Joaquin Garcia-Morato - Best Ace of Spanish Civil War.

Written by Mihail Zhirohov.


Born in Melilla in 1904. At 19 he was called up and posted to the Infantry. In April 1925 he enrolled in the civil flying school, and on 6th August received his F.A.I. pilot's licence. Subsequently he took a course on the Avro 504 biplane and obtained the corresponding military qualification, on completion of which he was sent to a reconnaissance and bombing unit equipped with the DH9A. When the unit was sent to Morocco he took part in actions against the insurgents.
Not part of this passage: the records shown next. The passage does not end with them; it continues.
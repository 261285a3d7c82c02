use std::path::{Path, PathBuf};

use hdf5::types::VarLenUnicode;
use hdf5::{Dataset, File, Group, Location};
use ndarray::Array2;

use super::model::{AttributeValue, COLUMN_LABEL, DATA, DESCRIPTION};
use crate::error::{Error, Result};

// ---------------------------------------------------------------------------
// SerieWriter – a file opened for authoring
// ---------------------------------------------------------------------------

/// A series file opened for writing.
pub struct SerieWriter {
    file: File,
    path: PathBuf,
}

impl SerieWriter {
    /// Create `path`, truncating any existing file.
    pub fn create(path: impl AsRef<Path>) -> Result<Self> {
        let path = path.as_ref();
        let file = File::create(path)?;
        Ok(Self {
            file,
            path: path.to_path_buf(),
        })
    }

    /// Open an existing file for appending.
    pub fn open(path: impl AsRef<Path>) -> Result<Self> {
        let path = path.as_ref();
        let file = File::open_rw(path)?;
        Ok(Self {
            file,
            path: path.to_path_buf(),
        })
    }

    pub fn path(&self) -> &Path {
        &self.path
    }

    pub fn root(&self) -> &Group {
        &self.file
    }

    /// Flush buffered writes to disk.
    pub fn flush(&self) -> Result<()> {
        Ok(self.file.flush()?)
    }
}

// ---------------------------------------------------------------------------
// Authoring helpers
// ---------------------------------------------------------------------------

/// Create group `name` below `parent`.
///
/// An existing member of that name is an [`Error::AlreadyExists`] unless
/// `overwrite` is set, in which case it is unlinked first.
pub fn add_group(
    parent: &Group,
    name: &str,
    description: Option<&str>,
    overwrite: bool,
) -> Result<Group> {
    if parent.link_exists(name) {
        if !overwrite {
            return Err(Error::AlreadyExists(member_path(parent, name)));
        }
        log::debug!("replacing {}", member_path(parent, name));
        parent.unlink(name)?;
    }
    let group = parent.create_group(name)?;
    if let Some(text) = description {
        add_attribute(&group, DESCRIPTION, text)?;
    }
    Ok(group)
}

/// Attach the `data` dataset to `parent`, labelled column by column.
///
/// There is no overwrite path: an existing `data` child is an
/// [`Error::AlreadyExists`]. `labels` must have one entry per column.
pub fn add_data<S: AsRef<str>>(
    parent: &Group,
    labels: &[S],
    data: &Array2<f64>,
    description: Option<&str>,
) -> Result<Dataset> {
    if parent.link_exists(DATA) {
        return Err(Error::AlreadyExists(member_path(parent, DATA)));
    }
    if labels.len() != data.ncols() {
        return Err(Error::ShapeMismatch {
            labels: labels.len(),
            columns: data.ncols(),
        });
    }

    let dataset = parent
        .new_dataset::<f64>()
        .shape((data.nrows(), data.ncols()))
        .create(DATA)?;
    if !data.is_empty() {
        let values: Vec<f64> = data.iter().copied().collect();
        dataset.write_raw(&values)?;
    }

    add_attribute(&dataset, COLUMN_LABEL, labels)?;
    if let Some(text) = description {
        add_attribute(&dataset, DESCRIPTION, text)?;
    }
    Ok(dataset)
}

/// Create group `name` below `parent` and attach its `data` in one step.
pub fn add_group_with_data<S: AsRef<str>>(
    parent: &Group,
    name: &str,
    labels: &[S],
    data: &Array2<f64>,
) -> Result<Group> {
    let group = add_group(parent, name, None, false)?;
    add_data(&group, labels, data, None)?;
    Ok(group)
}

/// Store `value` as a variable-length UTF-8 string attribute: a scalar for
/// text, a one-dimensional attribute for a list. An existing attribute of
/// the same name is replaced.
pub fn add_attribute(
    location: &Location,
    name: &str,
    value: impl Into<AttributeValue>,
) -> Result<()> {
    if location.attr_names()?.iter().any(|n| n == name) {
        log::debug!("replacing attribute {}@{name}", location.name());
        location.delete_attr(name)?;
    }
    match value.into() {
        AttributeValue::Text(text) => {
            let value = to_var_len_unicode(&text)?;
            location
                .new_attr::<VarLenUnicode>()
                .create(name)?
                .write_scalar(&value)?;
        }
        AttributeValue::List(items) => {
            let values = items
                .iter()
                .map(|s| to_var_len_unicode(s))
                .collect::<Result<Vec<_>>>()?;
            location
                .new_attr::<VarLenUnicode>()
                .shape(values.len())
                .create(name)?
                .write_raw(&values)?;
        }
    }
    Ok(())
}

fn to_var_len_unicode(text: &str) -> Result<VarLenUnicode> {
    text.parse::<VarLenUnicode>()
        .map_err(|_| Error::InvalidText(text.to_string()))
}

fn member_path(parent: &Group, name: &str) -> String {
    let parent_name = parent.name();
    if parent_name.ends_with('/') {
        format!("{parent_name}{name}")
    } else {
        format!("{parent_name}/{name}")
    }
}

#[cfg(test)]
mod tests {
    use super::*;
    use crate::data::navigator::Navigator;
    use ndarray::array;

    fn scratch() -> (tempfile::TempDir, SerieWriter) {
        let dir = tempfile::tempdir().unwrap();
        let writer = SerieWriter::create(dir.path().join("authoring.mbsh5")).unwrap();
        (dir, writer)
    }

    #[test]
    fn group_and_data_round_trip() {
        let (_dir, writer) = scratch();
        let group = add_group(writer.root(), "body", Some("rigid body"), false).unwrap();
        let values = array![[0.0, 1.5], [0.1, 2.5]];
        add_data(&group, &["a", "b"], &values, Some("positions")).unwrap();
        let path = writer.path().to_path_buf();
        drop(group);
        drop(writer);

        let nav = Navigator::open(&path).unwrap();
        assert_eq!(nav.data("/body").unwrap(), values);
        assert_eq!(nav.column_labels("/body").unwrap(), vec!["a", "b"]);
        assert_eq!(
            nav.attribute("Description", "/body"),
            Some(AttributeValue::Text("rigid body".into()))
        );
        assert_eq!(
            nav.attribute("Description", "/body/data"),
            Some(AttributeValue::Text("positions".into()))
        );
    }

    #[test]
    fn label_count_must_match_columns() {
        let (_dir, writer) = scratch();
        let group = add_group(writer.root(), "g", None, false).unwrap();
        let err = add_data(&group, &["a", "b", "c"], &array![[1.0, 2.0]], None).unwrap_err();
        assert!(matches!(
            err,
            Error::ShapeMismatch {
                labels: 3,
                columns: 2
            }
        ));
        assert!(!group.link_exists(DATA));
    }

    #[test]
    fn data_is_never_overwritten() {
        let (_dir, writer) = scratch();
        let group = add_group(writer.root(), "g", None, false).unwrap();
        add_data(&group, &["a"], &array![[1.0]], None).unwrap();
        let err = add_data(&group, &["a"], &array![[2.0]], None).unwrap_err();
        assert!(matches!(err, Error::AlreadyExists(ref p) if p == "/g/data"));
    }

    #[test]
    fn group_collision_and_overwrite() {
        let (_dir, writer) = scratch();
        let first = add_group(writer.root(), "g", Some("first"), false).unwrap();
        add_data(&first, &["a"], &array![[1.0]], None).unwrap();

        let err = add_group(writer.root(), "g", None, false).unwrap_err();
        assert!(matches!(err, Error::AlreadyExists(ref p) if p == "/g"));

        let second = add_group(writer.root(), "g", Some("second"), true).unwrap();
        assert!(!second.link_exists(DATA));
        add_data(&second, &["b", "c"], &array![[3.0, 4.0]], None).unwrap();
        let path = writer.path().to_path_buf();
        drop((first, second, writer));

        let nav = Navigator::open(&path).unwrap();
        assert_eq!(nav.column_labels("/g").unwrap(), vec!["b", "c"]);
        assert_eq!(
            nav.attribute("Description", "/g"),
            Some(AttributeValue::Text("second".into()))
        );
    }

    #[test]
    fn attribute_scalar_vector_and_replace() {
        let (_dir, writer) = scratch();
        let group = add_group(writer.root(), "g", None, false).unwrap();
        add_attribute(&group, "Unit", "m/s").unwrap();
        add_attribute(&group, "Axes", &["x", "y", "z"][..]).unwrap();
        add_attribute(&group, "Unit", "km/h").unwrap();
        // a list may replace a scalar
        add_attribute(&group, "Axes", "x").unwrap();
        add_attribute(&group, "Axes", &["u", "v"][..]).unwrap();
        let path = writer.path().to_path_buf();
        drop((group, writer));

        let nav = Navigator::open(&path).unwrap();
        assert_eq!(
            nav.attribute("Unit", "g"),
            Some(AttributeValue::Text("km/h".into()))
        );
        assert_eq!(
            nav.attribute("Axes", "g"),
            Some(AttributeValue::List(vec!["u".into(), "v".into()]))
        );
        assert_eq!(nav.attributes("g").unwrap().len(), 2);
    }

    #[test]
    fn group_with_data_in_one_step() {
        let (_dir, writer) = scratch();
        let group =
            add_group_with_data(writer.root(), "sensor", &["t", "v"], &array![[0.0, 1.0]]).unwrap();
        assert!(group.link_exists(DATA));
        assert!(add_group_with_data(writer.root(), "sensor", &["t"], &array![[0.0]]).is_err());
    }

    #[test]
    fn reopen_appends() {
        let (_dir, writer) = scratch();
        add_group(writer.root(), "first", None, false).unwrap();
        let path = writer.path().to_path_buf();
        drop(writer);

        let writer = SerieWriter::open(&path).unwrap();
        add_group(writer.root(), "second", None, false).unwrap();
        writer.flush().unwrap();
        drop(writer);

        let nav = Navigator::open(&path).unwrap();
        assert!(nav.contains_path("/first"));
        assert!(nav.contains_path("/second"));
    }
}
He volunteered for the Bristol fighter squadron at Nador (Melilla), where in 57 missions he logged over 100 hours' flying, for which he was commended.After that he was posted to the floatplane base at Mar Chica, and later transferred to a reconnaissance group at Getafe.

In 1929 he was appointed flying instructor at the pilot Conversion School. He qualified as an observer, and in 1930 as a wireless telegraphist. He learned to fly multi-engined aircraft, fighters and floatplanes, and he was an outstanding aerobatic pilot. In 1932 he added aircraft mechanic to his other qualifications. He took part in many aerobatic competitions, winning several. Among other aircraft he flew a Consolidated Fleet 2. In 1934 he saw action in the Asturias campaign.He taught blind flying at the Aereo-Club of Madrid. In 1935 Morato organised the air section of the General Directorate of Safety.
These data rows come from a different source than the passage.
use std::collections::{BTreeMap, BTreeSet};
use std::path::{Path, PathBuf};

use regex::Regex;

use crate::config::SessionConfig;
use crate::data::model::{h5read_snippet, AttributeValue, PlotSeries, DATA};
use crate::data::navigator::{find_members, segments, Navigator};
use crate::data::tree::{build_tree, TreeNode};
use crate::error::{Error, Result};

// ---------------------------------------------------------------------------
// Session state
// ---------------------------------------------------------------------------

/// A series chosen in the tree: file plus path inside it.
#[derive(Debug, Clone, PartialEq, Eq)]
pub struct Selection {
    pub file: PathBuf,
    pub path: String,
}

/// The tree shown for one open file.
#[derive(Debug, Clone)]
pub struct FileTree {
    pub file: PathBuf,
    pub tree: TreeNode,
}

/// Everything a viewer needs between user actions, independent of rendering.
pub struct Session {
    config: SessionConfig,

    /// Open files by absolute path.
    files: BTreeMap<PathBuf, Navigator>,

    /// Current search; `None` matches every member.
    pattern: Option<Regex>,

    /// Selected series and its column labels.
    selection: Option<Selection>,
    labels: Vec<String>,

    /// Columns plotted on the x and y axes.
    x_index: usize,
    y_index: usize,

    /// Last error worth showing to the user.
    pub status_message: Option<String>,
}

impl Default for Session {
    fn default() -> Self {
        Self::new(SessionConfig::default())
    }
}

impl Session {
    pub fn new(config: SessionConfig) -> Self {
        Self {
            x_index: config.x_index,
            y_index: config.y_index,
            config,
            files: BTreeMap::new(),
            pattern: None,
            selection: None,
            labels: Vec::new(),
            status_message: None,
        }
    }

    pub fn config(&self) -> &SessionConfig {
        &self.config
    }

    // -- file lifecycle --

    /// Open `path` and add it to the session.
    ///
    /// Returns `Ok(false)` when the file is already open.
    pub fn open(&mut self, path: impl AsRef<Path>) -> Result<bool> {
        let path = std::fs::canonicalize(path.as_ref())?;
        if !self.config.accepts(&path) {
            return Err(Error::UnsupportedExtension(path));
        }
        if self.files.contains_key(&path) {
            log::debug!("{} is already open", path.display());
            return Ok(false);
        }
        let nav = Navigator::open(&path)?;
        self.files.insert(path, nav);
        Ok(true)
    }

    /// Open every path, logging failures. Returns how many files were added.
    pub fn open_all<I, P>(&mut self, paths: I) -> usize
    where
        I: IntoIterator<Item = P>,
        P: AsRef<Path>,
    {
        let mut opened = 0;
        for path in paths {
            let path = path.as_ref();
            match self.open(path) {
                Ok(true) => opened += 1,
                Ok(false) => {}
                Err(e) => {
                    log::error!("Failed to open {}: {e}", path.display());
                    self.status_message = Some(format!("Error: {}: {e}", path.display()));
                }
            }
        }
        opened
    }

    /// Remove `path` from the session, closing its file.
    pub fn close(&mut self, path: impl AsRef<Path>) -> bool {
        let path = path.as_ref();
        let key = std::fs::canonicalize(path).unwrap_or_else(|_| path.to_path_buf());
        if self.files.remove(&key).is_none() {
            return false;
        }
        log::info!("closed {}", key.display());
        if self.selection.as_ref().is_some_and(|s| s.file == key) {
            self.clear_selection();
        }
        true
    }

    pub fn close_all(&mut self) {
        self.files.clear();
        self.clear_selection();
    }

    pub fn files(&self) -> impl Iterator<Item = &Path> {
        self.files.keys().map(PathBuf::as_path)
    }

    pub fn navigator(&self, path: impl AsRef<Path>) -> Option<&Navigator> {
        let path = path.as_ref();
        self.files.get(path).or_else(|| {
            let key = std::fs::canonicalize(path).ok()?;
            self.files.get(&key)
        })
    }

    pub fn len(&self) -> usize {
        self.files.len()
    }

    pub fn is_empty(&self) -> bool {
        self.files.is_empty()
    }

    // -- search --

    /// Replace the search pattern. An invalid pattern leaves the previous one
    /// in place.
    pub fn set_search(&mut self, pattern: &str) -> Result<()> {
        self.pattern = if pattern.is_empty() {
            None
        } else {
            Some(Regex::new(pattern)?)
        };
        Ok(())
    }

    pub fn search_pattern(&self) -> &str {
        self.pattern.as_ref().map_or("", Regex::as_str)
    }

    /// Paths matching the current search, per open file.
    pub fn search(&self) -> Vec<(PathBuf, BTreeSet<String>)> {
        self.files
            .iter()
            .map(|(file, nav)| {
                let matches = match &self.pattern {
                    Some(pattern) => nav.find_groups_matching(pattern),
                    None => find_members(nav.root(), |_| true),
                };
                (file.clone(), matches)
            })
            .collect()
    }

    /// The group tree of every open file under the current search.
    pub fn tree(&self) -> Vec<FileTree> {
        self.search()
            .into_iter()
            .filter_map(|(file, matches)| {
                let nav = self.files.get(&file)?;
                let label = file
                    .file_name()
                    .map(|n| n.to_string_lossy().into_owned())
                    .unwrap_or_else(|| file.display().to_string());
                let tree = build_tree(nav.root(), &label, &matches, self.config.expand_threshold);
                Some(FileTree { file, tree })
            })
            .collect()
    }

    // -- selection --

    /// Select `path` in `file`. When the path names a `data` dataset, its
    /// column labels become the selectable columns and the x axis resets.
    pub fn select(&mut self, file: impl AsRef<Path>, path: &str) -> Option<&[String]> {
        let nav = self.navigator(file)?;
        let selection = Selection {
            file: nav.path().to_path_buf(),
            path: path.to_string(),
        };
        let labels = if segments(path).last() == Some(DATA) {
            nav.column_labels(path)
        } else {
            None
        };

        self.selection = Some(selection);
        match labels {
            Some(labels) => {
                self.labels = labels;
                self.x_index = self.config.x_index;
                Some(&self.labels)
            }
            None => {
                self.labels.clear();
                None
            }
        }
    }

    pub fn selection(&self) -> Option<&Selection> {
        self.selection.as_ref()
    }

    /// Column labels of the selected series.
    pub fn labels(&self) -> &[String] {
        &self.labels
    }

    pub fn clear_selection(&mut self) {
        self.selection = None;
        self.labels.clear();
    }

    pub fn x_index(&self) -> usize {
        self.x_index
    }

    pub fn y_index(&self) -> usize {
        self.y_index
    }

    /// Use column `index` for the x axis. Ignored if out of range.
    pub fn set_x_index(&mut self, index: usize) -> bool {
        let valid = index < self.labels.len();
        if valid {
            self.x_index = index;
        }
        valid
    }

    /// Use column `index` for the y axis. Ignored if out of range.
    pub fn set_y_index(&mut self, index: usize) -> bool {
        let valid = index < self.labels.len();
        if valid {
            self.y_index = index;
        }
        valid
    }

    /// Attributes of `path` in `file`.
    pub fn attributes(
        &self,
        file: impl AsRef<Path>,
        path: &str,
    ) -> Option<BTreeMap<String, AttributeValue>> {
        self.navigator(file)?.attributes(path)
    }

    /// The curve for the current selection and x/y columns.
    pub fn plot_series(&self) -> Option<PlotSeries> {
        let selection = self.selection.as_ref()?;
        let nav = self.files.get(&selection.file)?;
        let data = nav.data(&selection.path)?;
        let (xi, yi) = (self.x_index, self.y_index);
        if xi >= data.ncols() || yi >= data.ncols() {
            log::warn!(
                "{}: columns {xi}/{yi} out of range ({} columns)",
                selection.path,
                data.ncols()
            );
            return None;
        }

        let label = |i: usize| {
            self.labels
                .get(i)
                .cloned()
                .unwrap_or_else(|| format!("column {}", i + 1))
        };
        let (x_label, y_label) = (label(xi), label(yi));
        let file = selection.file.display().to_string();
        let rows = data.nrows();
        Some(PlotSeries {
            x: data.column(xi).to_vec(),
            y: data.column(yi).to_vec(),
            headline: format!("{y_label} vs. {x_label}"),
            x_snippet: h5read_snippet("x", &file, &selection.path, xi, rows),
            y_snippet: h5read_snippet("y", &file, &selection.path, yi, rows),
            x_label,
            y_label,
        })
    }
}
The Civil War found him on holiday (vacation) in Great Britain, from where he flew across France to Burgos and Cordoba. His part in the war started with the defence of Cordoba. Over that city on 3rd August, at the controls of a Nieuport 52, he threw an enemy formation into total confusion and forced it to withdraw. On the 12th Morato had his first victory when he shot down a Vickers Vildebeest bomber over Antequera.

Garcia-Morato was one of the first Spanish pilots to fly the He-51 biplanes when they became available, and on 18th August he shot down a Potez 54 and a Nieuport while flying one. He shot down another Nieuport on 2nd September. He also piloted Ju-52s on bombing missions.
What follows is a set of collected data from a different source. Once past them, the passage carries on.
impl Cx {
    fn push(&mut self, ptr: impl Into<String>, message: String) {
        self.issues.push(SchemaIssue {
            ptr: ptr.into(),
            message,
        });
    }

    fn mapping<'v>(&mut self, v: &'v Value, ptr: &str) -> Option<&'v Mapping> {
        match v.as_mapping() {
            Some(m) => Some(m),
            None => {
                self.push(ptr, "expected a mapping".to_string());
                None
            }
        }
    }

    fn reject_unknown(&mut self, map: &Mapping, ptr: &str, allowed: &[&str]) {
        for (key, _) in map {
            let name = key.as_str().unwrap_or("<non-string key>");
            if !allowed.contains(&name) {
                self.push(format!("{ptr}/{name}"), format!("unknown field: {name:?}"));
            }
        }
    }

    fn req_str(&mut self, map: &Mapping, ptr: &str, key: &str) -> Option<String> {
        match map.get(key) {
            None => {
                self.push(ptr, format!("missing required field: {key}"));
                None
            }
            Some(v) => match v.as_str() {
                Some(s) => Some(s.to_string()),
                None => {
                    self.push(format!("{ptr}/{key}"), format!("{key} must be a string"));
                    None
                }
            },
        }
    }

    fn req_u32(&mut self, map: &Mapping, ptr: &str, key: &str) -> Option<u32> {
        match map.get(key) {
            None => {
                self.push(ptr, format!("missing required field: {key}"));
                None
            }
            Some(v) => match v.as_u64() {
                Some(n) if n <= u32::MAX as u64 => Some(n as u32),
                Some(n) => {
                    self.push(
                        format!("{ptr}/{key}"),
                        format!("{key} is out of range: {n}"),
                    );
                    None
                }
                None => {
                    self.push(
                        format!("{ptr}/{key}"),
                        format!("{key} must be a non-negative integer"),
                    );
                    None
                }
            },
        }
    }

    fn opt_f64(&mut self, map: &Mapping, ptr: &str, key: &str) -> Option<f64> {
        let v = map.get(key)?;
        match v.as_f64() {
            Some(f) => Some(f),
            None => {
                self.push(format!("{ptr}/{key}"), format!("{key} must be a number"));
                None
            }
        }
    }

    fn opt_bool(&mut self, map: &Mapping, ptr: &str, key: &str, default: bool) -> bool {
        match map.get(key) {
            None => default,
            Some(v) => match v.as_bool() {
                Some(b) => b,
                None => {
                    self.push(format!("{ptr}/{key}"), format!("{key} must be a boolean"));
                    default
                }
            },
        }
    }

    fn parse_meta(&mut self, v: &Value) -> Option<Meta> {
        let ptr = "/meta";
        let map = self.mapping(v, ptr)?;
        self.reject_unknown(map, ptr, &["name", "version", "source", "format"]);

        let name = self.req_str(map, ptr, "name");
        let version = self.req_str(map, ptr, "version");
        let source = self.req_str(map, ptr, "source");
        let format = self.req_str(map, ptr, "format").and_then(|s| {
            let parsed = match s.as_str() {
                "dbc" => Some(SourceFormat::Dbc),
                "pdf" => Some(SourceFormat::Pdf),
                "text" => Some(SourceFormat::Text),
                "md" => Some(SourceFormat::Md),
                _ => None,
            };
            if parsed.is_none() {
                self.push(
                    format!("{ptr}/format"),
                    format!("invalid format: {s:?}, expected one of dbc, pdf, text, md"),
                );
            }
            parsed
        });

        Some(Meta {
            name: name?,
            version: version?,
            source: source?,
            format: format?,
        })
    }

    fn parse_bus_type(&mut self, v: &Value) -> Option<BusType> {
        let ptr = "/bus_type";
        let map = self.mapping(v, ptr)?;
        self.reject_unknown(map, ptr, &["bustype", "busmode"]);

        let bustype = self.req_str(map, ptr, "bustype").and_then(|s| {
            let parsed = match s.as_str() {
                "CAN" => Some(BusFamily::Can),
                "UART" => Some(BusFamily::Uart),
                "SPI" => Some(BusFamily::Spi),
                "I2C" => Some(BusFamily::I2c),
                "unknown" => Some(BusFamily::Unknown),
                _ => None,
            };
            if parsed.is_none() {
                self.push(
                    format!("{ptr}/bustype"),
                    format!("invalid bustype: {s:?}, expected one of CAN, UART, SPI, I2C, unknown"),
                );
            }
            parsed
        });

        let busmode = match map.get("busmode") {
            None => None,
            Some(v) if v.is_null() => None,
            Some(v) => match v.as_str() {
                Some("classic") => Some(BusMode::Classic),
                Some("fd") => Some(BusMode::Fd),
                _ => {
                    self.push(
                        format!("{ptr}/busmode"),
                        "invalid busmode: expected classic or fd".to_string(),
                    );
                    None
                }
            },
        };

        Some(BusType {
            bustype: bustype?,
            busmode,
        })
    }

    fn parse_messages(&mut self, v: &Value) -> Option<Vec<Message>> {
        let ptr = "/messages";
        let seq = match v.as_sequence() {
            Some(s) => s,
            None => {
                self.push(ptr, "messages must be a sequence".to_string());
                return None;
            }
        };
        if seq.is_empty() {
            self.push(ptr, "messages must contain at least one entry".to_string());
            return None;
        }

        let mut seen_ids: BTreeSet<u32> = BTreeSet::new();
        let mut seen_names: BTreeSet<String> = BTreeSet::new();
        let mut out = Vec::with_capacity(seq.len());
        let mut complete = true;

        for (idx, item) in seq.iter().enumerate() {
            let mptr = format!("{ptr}/{idx}");
            match self.parse_message(item, &mptr) {
                Some(msg) => {
                    if !seen_ids.insert(msg.id) {
                        self.push(format!("{mptr}/id"), format!("duplicate message id: {}", msg.id));
                    }
                    if !seen_names.insert(msg.name.clone()) {
                        self.push(
                            format!("{mptr}/name"),
                            format!("duplicate message name: {:?}", msg.name),
                        );
                    }
                    out.push(msg);
                }
                None => complete = false,
            }
        }

        complete.then_some(out)
    }

    fn parse_message(&mut self, v: &Value, ptr: &str) -> Option<Message> {
        let map = self.mapping(v, ptr)?;
        self.reject_unknown(map, ptr, &["id", "name", "dlc", "is_extended", "signals"]);

        let id = self.req_u32(map, ptr, "id");
        let name = self.req_str(map, ptr, "name");
        let dlc = self.req_u32(map, ptr, "dlc").and_then(|d| {
            if (1..=64).contains(&d) {
                Some(d)
            } else {
                self.push(format!("{ptr}/dlc"), format!("dlc must be 1..=64, got {d}"));
                None
            }
        });
        let is_extended = self.opt_bool(map, ptr, "is_extended", false);

        let signals = match map.get("signals") {
            None => {
                self.push(ptr, "missing required field: signals".to_string());
                None
            }
            Some(v) => self.parse_signals(v, ptr),
        };

        Some(Message {
            id: id?,
            name: name?,
            dlc: dlc?,
            is_extended,
            signals: signals?,
        })
    }

    fn parse_signals(&mut self, v: &Value, msg_ptr: &str) -> Option<Vec<Signal>> {
        let ptr = format!("{msg_ptr}/signals");
        let seq = match v.as_sequence() {
            Some(s) => s,
            None => {
                self.push(ptr, "signals must be a sequence".to_string());
                return None;
            }
        };
        if seq.is_empty() {
            self.push(ptr, "signals must contain at least one entry".to_string());
            return None;
        }

        let mut seen_names: BTreeSet<String> = BTreeSet::new();
        let mut out = Vec::with_capacity(seq.len());
        let mut complete = true;

        for (idx, item) in seq.iter().enumerate() {
            let sptr = format!("{ptr}/{idx}");
            match self.parse_signal(item, &sptr) {
                Some(sig) => {
                    if !seen_names.insert(sig.name.clone()) {
                        self.push(
                            format!("{sptr}/name"),
                            format!("duplicate signal name: {:?}", sig.name),
                        );
                    }
                    out.push(sig);
                }
                None => complete = false,
            }
        }

        complete.then_some(out)
    }

    fn parse_signal(&mut self, v: &Value, ptr: &str) -> Option<Signal> {
        let map = self.mapping(v, ptr)?;
        self.reject_unknown(
            map,
            ptr,
            &[
                "name",
                "start_bit",
                "bit_length",
                "byte_order",
                "signed",
                "scale",
                "offset",
                "min",
                "max",
                "default",
                "unit",
                "enum",
            ],
        );

        let name = self.req_str(map, ptr, "name");
        let start_bit = self.req_u32(map, ptr, "start_bit");
        let bit_length = self.req_u32(map, ptr, "bit_length").and_then(|n| {
            if (1..=64).contains(&n) {
                Some(n)
            } else {
                self.push(
                    format!("{ptr}/bit_length"),
                    format!("bit_length must be 1..=64, got {n}"),
                );
                None
            }
        });
        let byte_order = self.req_str(map, ptr, "byte_order").and_then(|s| {
            let parsed = match s.as_str() {
                "little_endian" => Some(ByteOrder::LittleEndian),
                "big_endian" => Some(ByteOrder::BigEndian),
                _ => None,
            };
            if parsed.is_none() {
                self.push(
                    format!("{ptr}/byte_order"),
                    format!("invalid byte_order: {s:?}, expected little_endian or big_endian"),
                );
            }
            parsed
        });

        let signed = self.opt_bool(map, ptr, "signed", false);
        let scale = match map.get("scale") {
            None => 1.0,
            Some(_) => self.opt_f64(map, ptr, "scale").unwrap_or(1.0),
        };
        let offset = match map.get("offset") {
            None => 0.0,
            Some(_) => self.opt_f64(map, ptr, "offset").unwrap_or(0.0),
        };
        let min = self.opt_f64(map, ptr, "min");
        let max = self.opt_f64(map, ptr, "max");
        let default = self.opt_f64(map, ptr, "default");
        let unit = match map.get("unit") {
            None => None,
            Some(v) => match v.as_str() {
                Some(s) => Some(s.to_string()),
                None => {
                    self.push(format!("{ptr}/unit"), "unit must be a string".to_string());
                    None
                }
            },
        };

        let enum_entries = map.get("enum").and_then(|v| self.parse_enum(v, ptr));

        Some(Signal {
            name: name?,
            start_bit: start_bit?,
            bit_length: bit_length?,
            byte_order: byte_order?,
            signed,
            scale,
            offset,
            min,
            max,
            default,
            unit,
            enum_entries,
        })
    }

    fn parse_enum(&mut self, v: &Value, sig_ptr: &str) -> Option<Vec<EnumEntry>> {
        let ptr = format!("{sig_ptr}/enum");
        let seq = match v.as_sequence() {
            Some(s) => s,
            None => {
                self.push(ptr, "enum must be a sequence".to_string());
                return None;
            }
        };

        let mut seen_names: BTreeSet<String> = BTreeSet::new();
        let mut seen_values: BTreeSet<i64> = BTreeSet::new();
        let mut out = Vec::with_capacity(seq.len());

        for (idx, item) in seq.iter().enumerate() {
            let eptr = format!("{ptr}/{idx}");
            let Some(map) = self.mapping(item, &eptr) else {
                continue;
            };
            self.reject_unknown(map, &eptr, &["name", "value"]);
            let name = self.req_str(map, &eptr, "name");
            let value = match map.get("value") {
                None => {
                    self.push(&eptr, "missing required field: value".to_string());
                    None
                }
                Some(v) => match v.as_i64() {
                    Some(n) => Some(n),
                    None => {
                        self.push(format!("{eptr}/value"), "value must be an integer".to_string());
                        None
                    }
                },
            };
            let (Some(name), Some(value)) = (name, value) else {
                continue;
            };
            if !seen_names.insert(name.clone()) {
                self.push(format!("{eptr}/name"), format!("duplicate enum label: {name:?}"));
            }
            if !seen_values.insert(value) {
                self.push(format!("{eptr}/value"), format!("duplicate enum value: {value}"));
            }
            out.push(EnumEntry { name, value });
        }

        Some(out)
    }
}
When the Fiat CR-32 fighters arrived in Spain he was the first Spanish pilot to try them out, having been posted with two comrades to one of the Italian units. On 11th September he scored his fifth victory, and his first with the CR-32, achieving three more by the end of the month. He shot down three more aircraft in October, and in November he tangled over Madrid with Russian-made I-15 aircraft, shooting down three of them - and a Potez 54 into the bargain.

In December the Nationalist air force had sufficient Fiats to constitute an independent group, whose command went to Garcia-Morato. Dubbed Blue Patrol, it operated in the south flying cover for the Nationalist Breguets. The Cordoba zone was being targetted by Soviet SB-2 bombers, modern, fast and hard to intercept. On 3rd January 1937, attacking from high altitude, he pounced on a pair of them and shot them down. In February he returned to the Madrid front to support the Jarama offensive.

On the 18th, acting with other Italian CR-32 fighters, the Blue Patrol took off on a sortie to escort Ju-52 bombers. Because of losses they had sustained the Italians were forbidden to cross the front line. When the bombers crossed the front line with no escort a large number of enemy fighters pounced on them. Morato and his comrades Salvador and Berm?dez de Castro gave fight, which persuaded the Italians to disobey orders and join them. That day, at the cost of the loss of one of their own aircraft, the Nationalist flyers inflicted several losses on the enemy and redressed the balance of mastery of the air in the sector.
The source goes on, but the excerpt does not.